# [Task prompt]
Please restate the listing that follows without changing anything.
----------------
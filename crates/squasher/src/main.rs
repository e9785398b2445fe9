use std::{io::Write, path::PathBuf};

use anyhow::{Context, Result, bail};
use clap::{ArgAction, Args, Parser, Subcommand};
use log::{LevelFilter, debug};

use squasher::{
    commands::{SquashOptions, WriteOptions, run_circular, run_delete_squashed, run_squash},
    config::Config,
    resolver::ModuleResolver,
};

/// Squash Django migrations into fresh modules that replace the old history.
#[derive(Parser, Debug)]
#[command(name = "squasher", version, about, long_about = None)]
#[command(args_conflicts_with_subcommands = true)]
struct Cli {
    /// Increase verbosity (-v info, -vv debug, -vvv trace and full dry-run output)
    #[arg(short, long, action = ArgAction::Count, global = true)]
    verbose: u8,

    /// Project root; defaults to the current directory
    #[arg(long, global = true)]
    project_root: Option<PathBuf>,

    /// Configuration file applied over the user and project configuration
    #[arg(long, global = true)]
    config: Option<PathBuf>,

    #[command(subcommand)]
    command: Option<Command>,

    #[command(flatten)]
    squash: SquashArgs,
}

#[derive(Subcommand, Debug)]
enum Command {
    /// Squash the migrations of every selected app (the default)
    Squash(SquashArgs),
    /// Delete migrations already replaced by a squash and drop references to them
    DeleteSquashed(DeleteSquashedArgs),
    /// Report migrations, and apps of the proposed history, that depend on each other
    Circular(CircularArgs),
}

#[derive(Args, Debug)]
struct SquashArgs {
    /// JSON export of the framework's diff against an empty history
    #[arg(long, value_name = "FILE")]
    changes: Option<PathBuf>,

    /// Only squash the specified apps
    #[arg(long, value_name = "APP", num_args = 1..)]
    only: Vec<String>,

    /// Leave an app alone; nothing squashed may depend on it changing
    #[arg(long, value_name = "APP", num_args = 1..)]
    ignore_app: Vec<String>,

    /// Show what would be written without touching any file
    #[arg(long)]
    dry_run: bool,

    /// Name of the squashed migrations; strftime formats such as "%Y%m%d" are expanded
    #[arg(long, value_name = "NAME")]
    squashed_name: Option<String>,

    /// Start generated modules with a header comment
    #[arg(long)]
    include_header: bool,
}

#[derive(Args, Debug)]
struct DeleteSquashedArgs {
    /// Apps to clean up; all project apps when omitted
    #[arg(value_name = "APP")]
    app_labels: Vec<String>,

    /// Comma separated apps to leave alone
    #[arg(long, value_name = "APPS", value_delimiter = ',')]
    exclude_apps: Vec<String>,
}

#[derive(Args, Debug)]
struct CircularArgs {
    /// JSON export of the framework's diff; enables the app-level check
    #[arg(long, value_name = "FILE")]
    changes: Option<PathBuf>,
}

fn main() -> Result<()> {
    let cli = Cli::parse();
    init_logging(cli.verbose);

    let project_root = match cli.project_root {
        Some(root) => root,
        None => std::env::current_dir().context("Failed to determine the current directory")?,
    };
    let mut config = Config::load(Some(&project_root), cli.config.as_deref())?;
    let base_dir = std::env::current_dir().unwrap_or_else(|_| project_root.clone());

    let stdout = std::io::stdout();
    let mut out = stdout.lock();
    match cli.command.unwrap_or(Command::Squash(cli.squash)) {
        Command::DeleteSquashed(args) => {
            let resolver = ModuleResolver::new(config);
            let options = WriteOptions {
                dry_run: false,
                verbosity: cli.verbose,
                include_header: resolver.config().include_header,
                base_dir,
            };
            run_delete_squashed(
                &resolver,
                &args.app_labels,
                &args.exclude_apps,
                &options,
                &mut out,
            )?;
        }
        Command::Circular(args) => {
            let resolver = ModuleResolver::new(config);
            run_circular(&resolver, args.changes.as_deref(), &mut out)?;
        }
        Command::Squash(args) => {
            let Some(changes) = args.changes else {
                bail!("--changes is required to squash migrations");
            };
            if args.include_header {
                config.include_header = true;
            }
            debug!("Configuration: {config:?}");
            let resolver = ModuleResolver::new(config);
            let options = SquashOptions {
                changes,
                only: args.only,
                ignore_apps: args.ignore_app,
                squashed_name: args.squashed_name,
                write: WriteOptions {
                    dry_run: args.dry_run,
                    verbosity: cli.verbose,
                    include_header: resolver.config().include_header,
                    base_dir,
                },
            };
            run_squash(&resolver, &options, &mut out)?;
        }
    }
    out.flush()?;
    Ok(())
}

fn init_logging(verbose: u8) {
    let level = match verbose {
        0 => LevelFilter::Warn,
        1 => LevelFilter::Info,
        2 => LevelFilter::Debug,
        _ => LevelFilter::Trace,
    };
    env_logger::Builder::new()
        .filter_level(level)
        .parse_default_env()
        .format_timestamp(None)
        .init();
}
----------------
# [Result for this exercise]
filename crates/squasher/src/main.rs
repository e9785398b2445fe9
use std::{io::Write, path::PathBuf};

use anyhow::{Context, Result, bail};
use clap::{ArgAction, Args, Parser, Subcommand};
use log::{LevelFilter, debug};

use squasher::{
    commands::{SquashOptions, WriteOptions, run_circular, run_delete_squashed, run_squash},
    config::Config,
    resolver::ModuleResolver,
};

/// Squash Django migrations into fresh modules that replace the old history.
#[derive(Parser, Debug)]
#[command(name = "squasher", version, about, long_about = None)]
#[command(args_conflicts_with_subcommands = true)]
struct Cli {
    /// Increase verbosity (-v info, -vv debug, -vvv trace and full dry-run output)
    #[arg(short, long, action = ArgAction::Count, global = true)]
    verbose: u8,

    /// Project root; defaults to the current directory
    #[arg(long, global = true)]
    project_root: Option<PathBuf>,

    /// Configuration file applied over the user and project configuration
    #[arg(long, global = true)]
    config: Option<PathBuf>,

    #[command(subcommand)]
    command: Option<Command>,

    #[command(flatten)]
    squash: SquashArgs,
}

#[derive(Subcommand, Debug)]
enum Command {
    /// Squash the migrations of every selected app (the default)
    Squash(SquashArgs),
    /// Delete migrations already replaced by a squash and drop references to them
    DeleteSquashed(DeleteSquashedArgs),
    /// Report migrations, and apps of the proposed history, that depend on each other
    Circular(CircularArgs),
}

#[derive(Args, Debug)]
struct SquashArgs {
    /// JSON export of the framework's diff against an empty history
    #[arg(long, value_name = "FILE")]
    changes: Option<PathBuf>,

    /// Only squash the specified apps
    #[arg(long, value_name = "APP", num_args = 1..)]
    only: Vec<String>,

    /// Leave an app alone; nothing squashed may depend on it changing
    #[arg(long, value_name = "APP", num_args = 1..)]
    ignore_app: Vec<String>,

    /// Show what would be written without touching any file
    #[arg(long)]
    dry_run: bool,

    /// Name of the squashed migrations; strftime formats such as "%Y%m%d" are expanded
    #[arg(long, value_name = "NAME")]
    squashed_name: Option<String>,

    /// Start generated modules with a header comment
    #[arg(long)]
    include_header: bool,
}

#[derive(Args, Debug)]
struct DeleteSquashedArgs {
    /// Apps to clean up; all project apps when omitted
    #[arg(value_name = "APP")]
    app_labels: Vec<String>,

    /// Comma separated apps to leave alone
    #[arg(long, value_name = "APPS", value_delimiter = ',')]
    exclude_apps: Vec<String>,
}

#[derive(Args, Debug)]
struct CircularArgs {
    /// JSON export of the framework's diff; enables the app-level check
    #[arg(long, value_name = "FILE")]
    changes: Option<PathBuf>,
}

fn main() -> Result<()> {
    let cli = Cli::parse();
    init_logging(cli.verbose);

    let project_root = match cli.project_root {
        Some(root) => root,
        None => std::env::current_dir().context("Failed to determine the current directory")?,
    };
    let mut config = Config::load(Some(&project_root), cli.config.as_deref())?;
    let base_dir = std::env::current_dir().unwrap_or_else(|_| project_root.clone());

    let stdout = std::io::stdout();
    let mut out = stdout.lock();
    match cli.command.unwrap_or(Command::Squash(cli.squash)) {
        Command::DeleteSquashed(args) => {
            let resolver = ModuleResolver::new(config);
            let options = WriteOptions {
                dry_run: false,
                verbosity: cli.verbose,
                include_header: resolver.config().include_header,
                base_dir,
            };
            run_delete_squashed(
                &resolver,
                &args.app_labels,
                &args.exclude_apps,
                &options,
                &mut out,
            )?;
        }
        Command::Circular(args) => {
            let resolver = ModuleResolver::new(config);
            run_circular(&resolver, args.changes.as_deref(), &mut out)?;
        }
        Command::Squash(args) => {
            let Some(changes) = args.changes else {
                bail!("--changes is required to squash migrations");
            };
            if args.include_header {
                config.include_header = true;
            }
            debug!("Configuration: {config:?}");
            let resolver = ModuleResolver::new(config);
            let options = SquashOptions {
                changes,
                only: args.only,
                ignore_apps: args.ignore_app,
                squashed_name: args.squashed_name,
                write: WriteOptions {
                    dry_run: args.dry_run,
                    verbosity: cli.verbose,
                    include_header: resolver.config().include_header,
                    base_dir,
                },
            };
            run_squash(&resolver, &options, &mut out)?;
        }
    }
    out.flush()?;
    Ok(())
}

fn init_logging(verbose: u8) {
    let level = match verbose {
        0 => LevelFilter::Warn,
        1 => LevelFilter::Info,
        2 => LevelFilter::Debug,
        _ => LevelFilter::Trace,
    };
    env_logger::Builder::new()
        .filter_level(level)
        .parse_default_env()
        .format_timestamp(None)
        .init();
}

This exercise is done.